C’è una lettura profonda degli avvenimenti nelle parole del Santo Padre. Perché in tutte le case c’è dolore per quanto sta accadendo a Kiev. Ci sono scenari che allarmano tutti e Francesco se ne fa interprete con parole e gesti. Per rispondere all’angoscia che prevale, alle preoccupazioni che devastano l’umanità. Il solo sentir parlare di rischio di terza guerra mondiale fa davvero accapponare la pelle.
L’appello del Papa punta ad entrare nelle coscienze di tutti, credenti e non, spiegando ad ogni popolo che «Gesù ci ha insegnato che all’insensatezza diabolica della violenza si risponde con le armi di Dio, con la preghiera e il digiuno».

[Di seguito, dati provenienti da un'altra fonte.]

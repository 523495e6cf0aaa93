use std::sync::Arc;

use geomlink_engine::bulk::{BulkChannel, BulkChannelError, BulkKey, BulkRegistry, MemoryBulkChannel};
use geomlink_engine::geom::{MeshPayload, PointSetPayload};
use geomlink_engine::protocol::{Codec, Message, PointData, ProtocolError};
use geomlink_engine::scene::{Embedding, GeometryPayload, GeometryView, Point, Scene, SceneError};
use geomlink_engine::session::{Session, SessionError, SessionOptions, SessionState};

fn line_embedding() -> Embedding {
    Embedding::from_points(
        "E",
        vec![
            Point::new(vec![0.0, 0.0, 0.0]),
            Point::new(vec![1.0, 0.0, 0.0]),
            Point::new(vec![2.0, 0.0, 0.0]),
        ],
    )
    .expect("uniform points")
}

fn point_view(name: &str, index_map: Vec<usize>, dynamic: bool) -> GeometryView {
    let payload = PointSetPayload::new(name, vec![vec![0.0; 3]; index_map.len()]);
    GeometryView::new(Box::new(payload), index_map, dynamic).expect("matching map")
}

fn local_coords(scene: &Scene, geometry: &str, local: usize) -> Vec<f64> {
    scene
        .view(geometry)
        .and_then(|view| view.payload().vertex_coords(local))
        .expect("vertex exists")
        .to_vec()
}

#[test]
fn move_vertex_reaches_embedding_and_view() {
    let mut scene = Scene::new("S", line_embedding(), vec![point_view("V", vec![0, 1], true)]).unwrap();

    scene.move_vertex("V", 1, &[5.0, 5.0, 5.0]).unwrap();

    assert_eq!(scene.embedding().coords(1).unwrap(), &[5.0, 5.0, 5.0]);
    assert_eq!(local_coords(&scene, "V", 1), vec![5.0, 5.0, 5.0]);
}

#[test]
fn move_vertex_fans_out_to_every_dynamic_view_sharing_the_vertex() {
    let mesh = MeshPayload::new(
        "M",
        vec![vec![0.0; 3]; 3],
        vec![vec![0, 1, 2]],
    );
    let mesh_view = GeometryView::new(Box::new(mesh), vec![2, 0, 1], true).unwrap();
    let mut scene = Scene::new(
        "S",
        line_embedding(),
        vec![
            point_view("A", vec![1, 2], true),
            mesh_view,
            point_view("Frozen", vec![2], false),
        ],
    )
    .unwrap();

    let target = scene.move_vertex("A", 1, &[0.0, 0.0, 4.0]).unwrap();

    assert_eq!(target, 2);
    assert_eq!(local_coords(&scene, "A", 1), vec![0.0, 0.0, 4.0]);
    assert_eq!(local_coords(&scene, "M", 0), vec![0.0, 0.0, 4.0]);
    assert_eq!(local_coords(&scene, "Frozen", 0), vec![0.0, 0.0, 0.0]);
}

#[test]
fn decode_then_merge_into_empty_scene() {
    let mut session = Session::new(Codec::default(), BulkRegistry::new());

    session.receive_str("n S\np 1 2 3\np 4 5 6 l 0\nx\n").unwrap();

    let embedding = session.scene().unwrap().embedding();
    assert!(embedding.len() >= 2);
    let labeled = embedding
        .points()
        .iter()
        .position(|p| p.label.as_deref() == Some("0"))
        .unwrap();
    assert_eq!(labeled, 0);
    assert_eq!(embedding.coords(0).unwrap(), &[4.0, 5.0, 6.0]);
}

#[test]
fn marked_vertices_in_view_order() {
    let embedding = Embedding::with_len("E", 3, 10);
    let mut scene = Scene::new(
        "S",
        embedding,
        vec![
            point_view("First", vec![0, 3], true),
            point_view("Second", vec![7, 9], true),
        ],
    )
    .unwrap();
    scene.payload_mut("First").unwrap().set_marked(1, true);
    scene.payload_mut("Second").unwrap().set_marked(0, true);

    assert_eq!(scene.get_marked_vertices(), vec!["3".to_owned(), "7".to_owned()]);

    let embedding = scene.embedding();
    assert_eq!(embedding.marked_indices(), vec![3, 7]);
}

#[test]
fn truncated_stream_is_channel_closed() {
    let codec = Codec::default();
    let err = codec.decode_str("n S\np 1 2 3\np 4 5 6\n").unwrap_err();
    assert!(matches!(err, ProtocolError::ChannelClosed { lines_read: 3 }));

    let mut session = Session::new(codec, BulkRegistry::new());
    let err = session.receive_str("n S\np 1 2 3\n").unwrap_err();
    assert!(matches!(
        err,
        SessionError::Protocol(ProtocolError::ChannelClosed { .. })
    ));
    assert_eq!(session.state(), SessionState::Uninitialized);
}

#[test]
fn bulk_channel_wins_over_inline_points() {
    let channel = Arc::new(MemoryBulkChannel::new());
    channel.store(BulkKey(5), vec![vec![9.0, 9.0, 9.0], vec![8.0, 8.0, 8.0]]);
    let mut registry = BulkRegistry::new();
    registry.register(BulkKey(5), channel);
    let mut session = Session::new(Codec::default(), registry);

    session
        .receive_str("n S\np 1 1 1\np 2 2 2\np 3 3 3\nP 5\nx\n")
        .unwrap();

    let embedding = session.scene().unwrap().embedding();
    assert_eq!(embedding.len(), 2);
    assert_eq!(embedding.coords(0).unwrap(), &[9.0, 9.0, 9.0]);
    assert_eq!(embedding.coords(1).unwrap(), &[8.0, 8.0, 8.0]);
}

#[test]
fn text_round_trip_keeps_coordinates_and_labels() {
    let embedding = Embedding::from_points(
        "Round",
        vec![
            Point::new(vec![0.1, -2.5, 1e-7]),
            Point::labeled(vec![3.0, 1.0 / 3.0, -0.0], "1"),
            Point::labeled(vec![12_345.678, 0.2, 7.0], "2"),
        ],
    )
    .unwrap();
    let scene = Scene::new("Round", embedding, Vec::new()).unwrap();
    let codec = Codec::default();

    let mut wire = Vec::new();
    codec.write_scene(&mut wire, &scene).unwrap();
    let decoded = codec.read_message(&mut wire.as_slice()).unwrap();

    assert_eq!(decoded.name.as_deref(), Some("Round"));
    let PointData::Inline(points) = decoded.points else {
        panic!("expected inline points");
    };
    assert_eq!(points.len(), 3);
    for (got, want) in points.iter().zip(scene.embedding().points()) {
        assert_eq!(got.label, want.label);
        for (a, b) in got.coords.iter().zip(&want.coords) {
            assert!((a - b).abs() <= f64::EPSILON * b.abs().max(1.0));
        }
    }
}

#[test]
fn repeated_update_is_idempotent() {
    let mut scene = Scene::new(
        "S",
        line_embedding(),
        vec![point_view("A", vec![2, 0], true), point_view("B", vec![0], true)],
    )
    .unwrap();
    let snapshot = Embedding::from_points(
        "S",
        vec![
            Point::labeled(vec![7.0, 0.0, 0.0], "0"),
            Point::labeled(vec![8.0, 0.0, 0.0], "2"),
        ],
    )
    .unwrap();

    scene.update(&snapshot, false).unwrap();
    let first = (local_coords(&scene, "A", 0), local_coords(&scene, "B", 0));
    scene.update(&snapshot, false).unwrap();
    let second = (local_coords(&scene, "A", 0), local_coords(&scene, "B", 0));

    assert_eq!(first, second);
    assert_eq!(first.0, vec![8.0, 0.0, 0.0]);
    assert_eq!(first.1, vec![7.0, 0.0, 0.0]);
}

#[test]
fn non_numeric_label_is_a_typed_error() {
    let mut session = Session::new(Codec::default(), BulkRegistry::new());
    session.receive_str("n S\np 0 0 0\nx\n").unwrap();

    let err = session.receive_str("n S\np 1 1 1 l apex\nx\n").unwrap_err();

    assert!(matches!(
        err,
        SessionError::Scene(SceneError::MalformedLabel(ref label)) if label == "apex"
    ));
    assert_eq!(
        session.scene().unwrap().embedding().coords(0).unwrap(),
        &[0.0, 0.0, 0.0]
    );
}

#[test]
fn snapshot_is_independent_of_live_scene() {
    let channel = Arc::new(MemoryBulkChannel::new());
    channel.store(BulkKey(1), vec![vec![0.0, 0.0, 0.0], vec![1.0, 1.0, 1.0]]);
    let mut session = Session::new(
        Codec::default(),
        BulkRegistry::new().with_fallback(channel.clone()),
    );
    session.receive_str("n S\nP 1\nx\n").unwrap();
    session
        .scene_mut()
        .unwrap()
        .add_view(point_view("V", vec![0, 1], true))
        .unwrap();

    let mut snapshot = session.snapshot().unwrap();
    snapshot.move_vertex("V", 0, &[3.0, 3.0, 3.0]).unwrap();

    assert_eq!(channel.rows(BulkKey(1)).unwrap()[0], vec![0.0, 0.0, 0.0]);
    assert_eq!(
        session.scene().unwrap().embedding().coords(0).unwrap(),
        &[0.0, 0.0, 0.0]
    );
}

#[derive(Debug)]
struct RefusingChannel;

impl BulkChannel for RefusingChannel {
    fn read_into(&self, key: BulkKey, _: &mut Embedding) -> Result<(), BulkChannelError> {
        Err(BulkChannelError::UnknownKey(key))
    }

    fn write_from(&self, _: BulkKey, _: &Embedding) -> Result<(), BulkChannelError> {
        Err(BulkChannelError::Rejected("read-only segment".to_owned()))
    }
}

#[test]
fn failing_bulk_read_surfaces_as_protocol_error() {
    let mut session = Session::new(
        Codec::default(),
        BulkRegistry::new().with_fallback(Arc::new(RefusingChannel)),
    );

    let err = session.receive_str("n S\nP 3\nx\n").unwrap_err();

    assert!(matches!(
        err,
        SessionError::Protocol(ProtocolError::Bulk(BulkChannelError::UnknownKey(BulkKey(3))))
    ));
}

#[test]
fn echo_and_selection_round_trip_through_a_second_session() {
    let mut producer = Session::new(Codec::default(), BulkRegistry::new());
    producer.receive_str("n S\np 0 0 0\np 1 0 0\np 2 0 0\nx\n").unwrap();

    let mut viewer = Session::new(Codec::default(), BulkRegistry::new()).with_options(SessionOptions {
        echo_moves: true,
        ..SessionOptions::default()
    });
    viewer.receive_str("n S\np 0 0 0\np 1 0 0\np 2 0 0\nx\n").unwrap();
    viewer
        .scene_mut()
        .unwrap()
        .add_view(point_view("V", vec![2, 1], true))
        .unwrap();

    let mut wire = Vec::new();
    viewer.move_vertex("V", 0, &[6.0, 6.0, 6.0], &mut wire).unwrap();
    producer.receive(&mut wire.as_slice()).unwrap();

    assert_eq!(
        producer.scene().unwrap().embedding().coords(2).unwrap(),
        &[6.0, 6.0, 6.0]
    );

    viewer
        .scene_mut()
        .unwrap()
        .payload_mut("V")
        .unwrap()
        .set_marked(1, true);
    let mut wire = Vec::new();
    viewer.send_selection(&mut wire).unwrap();
    producer.receive(&mut wire.as_slice()).unwrap();
    assert_eq!(producer.facets(), &[vec![1]]);
}

#[test]
fn message_builder_encodes_like_the_decoder_expects() {
    let codec = Codec::new(["Scale"]);
    let mut message = Message::new().with_name("Params");
    message.parameters.insert("Scale".into(), "1.5".into());

    let text = codec.encode_to_string(&message).unwrap();
    let decoded = codec.decode_str(&text).unwrap();

    assert_eq!(decoded, message);
}

#[test]
fn oversized_label_is_an_error_not_an_allocation() {
    let mut session = Session::new(Codec::default(), BulkRegistry::new());

    let err = session.receive_str("p 1 2 3 l 18446744073709551615\nx\n").unwrap_err();

    assert!(matches!(err, SessionError::Scene(SceneError::IndexOutOfRange { .. })));
    assert_eq!(session.state(), SessionState::Uninitialized);
}

#[test]
fn unnamed_scene_survives_a_round_trip() {
    let mut producer = Session::new(Codec::default(), BulkRegistry::new());
    producer.receive_str("p 1 2 3\np 4 5 6\nx\n").unwrap();
    assert_eq!(producer.scene().unwrap().name(), "");

    let mut wire = Vec::new();
    producer.send_scene(&mut wire).unwrap();
    let mut viewer = Session::new(Codec::default(), BulkRegistry::new());
    viewer.receive(&mut wire.as_slice()).unwrap();

    let embedding = viewer.scene().unwrap().embedding();
    assert_eq!(embedding.len(), 2);
    assert_eq!(embedding.coords(1).unwrap(), &[4.0, 5.0, 6.0]);
}

#[test]
fn multi_line_parameter_value_never_reaches_the_wire() {
    let mut session = Session::new(Codec::new(["Scale"]), BulkRegistry::new());
    assert!(!session.set_parameter("Scale", "1\nx"));

    let codec = Codec::new(["Scale"]);
    let mut message = Message::new();
    message.parameters.insert("Scale".into(), "1\nx".into());
    let mut wire = Vec::new();
    let err = codec.write_message(&mut wire, &message).unwrap_err();

    assert!(matches!(err, ProtocolError::LineBreak { tag: 's' }));
    assert!(wire.is_empty());
}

E ai governi della Terra: «Si astengano da ogni azione che provochi ancora più sofferenza alle popolazioni». Parole che non possono essere equivocate da nessuno. Perché al fondo deve emergere la volontà sincera di non espandere il violento conflitto in corso. Ma i governi sembrano più impegnati a discutere di sanzioni e sostegni militari. La strada proposta dalla Chiesa è opposta. Le azioni da intraprendere non devono essere quelle belliche. Ovviamente, ora sono gli Stati a dover comprendere concretamente le parole del Papa. La politica saprà fuggire dalle spietate regole della propaganda al tempo della guerra e ad arrivarsi realmente in azioni finalizzate alla pace?

Questo non dovrebbe essere solo «il mestiere del Papa»; perché tocca ai governi adoperarsi proprio per «far tacere le armi». Ma finora si è parlato solo di vendette, in una escalation spietata financo dal punto di vista verbale. Il Papa spera di far breccia nei Grandi della Terra, in chi ha il potere di incidere realmente sui destini del mondo e riportare tutti lungo la strada della pace. Anche col digiuno di mercoledì. 
Nell’intervista rilasciata al nostro giornale dal presidente della Croce rossa italiana e mondiale, Francesco Rocca, si raccoglie il profondo senso umanitario dell’appello del Pontefice: «Kiev ha più bisogno di cibo che di armi». Chi ha orecchie per intendere lo faccia. Mai come ora è questo il momento in cui deve essere la diplomazia a tornare autenticamente protagonista.